CONCLUSIONS: Pain management in pediatric patients following a traumatic injury has been recognized as an important component of care. This study suggests that alleviation of pain after traumatic injury requires further attention in both the prehospital and ED settings, especially among the youngest children.
A few interesting items jump out when reviewing this study. First, only 10% of patients were treated with adequate amounts of analgesia. Second, 59% of patients received no pain management within the first hour of arriving. Just to review, that’s 59% of patient 15 years and younger with long bone fractures receiving no pain medication whatsoever. Finally, only 10% of patients arriving via EMS were given any pain medication at all. There was no analysis performed on the adequacy of EMS dosing. To review, that means that EMS did not give pain medication to 90% of pediatric patient with long bone fractures. In short, this is unacceptable.

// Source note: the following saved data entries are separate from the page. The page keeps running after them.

// Copyright (c) 2025 Steve Wagner (ciroque@live.com)
// SPDX-License-Identifier: MIT

//! Message types for generator invocations (`fit_transform` / `transform`).
//!
//! Invocation tags are recorded here and nowhere near the computations.

use crate::observability::messages::StructuredLog;
use std::fmt::{Display, Formatter};
use tracing::Span;

/// A generator invocation started.
///
/// # Log Level
/// `info!` - Important operational event
///
/// # Example
/// ```
/// use the_featurewood::observability::messages::generator::InvocationStarted;
///
/// let msg = InvocationStarted {
///     registry: "taxi_nyc",
///     mode: "fit",
///     tags: "dataset=train",
///     rows: 1024,
///     feature_count: 3,
/// };
///
/// tracing::info!("{}", msg);
/// ```
pub struct InvocationStarted<'a> {
    pub registry: &'a str,
    pub mode: &'a str,
    pub tags: &'a str,
    pub rows: usize,
    pub feature_count: usize,
}

impl Display for InvocationStarted<'_> {
    fn fmt(&self, f: &mut Formatter) -> std::fmt::Result {
        write!(
            f,
            "Starting {} over {} rows with {} features from '{}' [{}]",
            self.mode, self.rows, self.feature_count, self.registry, self.tags
        )
    }
}

impl StructuredLog for InvocationStarted<'_> {
    fn log(&self) {
        tracing::info!(
            registry = self.registry,
            mode = self.mode,
            tags = self.tags,
            rows = self.rows,
            feature_count = self.feature_count,
            "{}", self
        );
    }

    fn span(&self, name: &str) -> Span {
        tracing::info_span!(
            "invocation",
            span_name = name,
            registry = self.registry,
            mode = self.mode,
            tags = self.tags,
        )
    }
}

/// A generator invocation produced its result table.
///
/// # Log Level
/// `info!` - Important operational event
///
/// # Example
/// ```
/// use the_featurewood::observability::messages::generator::InvocationCompleted;
/// use std::time::Duration;
///
/// let msg = InvocationCompleted {
///     mode: "transform",
///     rows: 1024,
///     columns: 2,
///     fitted_count: 0,
///     duration: Duration::from_millis(40),
/// };
///
/// tracing::info!("{}", msg);
/// ```
pub struct InvocationCompleted<'a> {
    pub mode: &'a str,
    pub rows: usize,
    pub columns: usize,
    pub fitted_count: usize,
    pub duration: std::time::Duration,
}

impl Display for InvocationCompleted<'_> {
    fn fmt(&self, f: &mut Formatter) -> std::fmt::Result {
        write!(
            f,
            "Completed {}: {} rows x {} columns, {} features fitted, in {:?}",
            self.mode, self.rows, self.columns, self.fitted_count, self.duration
        )
    }
}

impl StructuredLog for InvocationCompleted<'_> {
    fn log(&self) {
        tracing::info!(
            mode = self.mode,
            rows = self.rows,
            columns = self.columns,
            fitted_count = self.fitted_count,
            duration_ms = self.duration.as_millis() as u64,
            "{}", self
        );
    }

    fn span(&self, name: &str) -> Span {
        tracing::info_span!(
            "invocation_completed",
            span_name = name,
            mode = self.mode,
            duration = ?self.duration,
        )
    }
}

/// A generator invocation aborted.
///
/// # Log Level
/// `error!` - Failure requiring attention
///
/// # Example
/// ```
/// use the_featurewood::observability::messages::generator::InvocationFailed;
///
/// let error = std::io::Error::new(std::io::ErrorKind::Other, "test error");
/// let msg = InvocationFailed {
///     mode: "fit",
///     error: &error,
/// };
///
/// tracing::error!("{}", msg);
/// ```
pub struct InvocationFailed<'a> {
    pub mode: &'a str,
    pub error: &'a dyn std::error::Error,
}

impl Display for InvocationFailed<'_> {
    fn fmt(&self, f: &mut Formatter) -> std::fmt::Result {
        write!(f, "{} aborted: {}", self.mode, self.error)
    }
}

impl StructuredLog for InvocationFailed<'_> {
    fn log(&self) {
        tracing::error!(
            mode = self.mode,
            error = %self.error,
            "{}", self
        );
    }

    fn span(&self, name: &str) -> Span {
        tracing::error_span!(
            "invocation_failed",
            span_name = name,
            mode = self.mode,
            error = %self.error,
        )
    }
}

The researchers looked at root cause and found the expected variables: younger age, upper extremity fractures and closed fractures resulted in lower quantities of pain medication. The EMS-related finding, however, is what upsets me the most about this paper. If my son breaks an arm or a leg, the paramedics had better intend on giving him pain medication. Same with the ED staff.
So what about you? Do you treat pediatric patients as aggressively for pain as you do adults? What about your co-workers? What are some of the things that keep you from treating pediatrics aggressively? Let me know in the comments.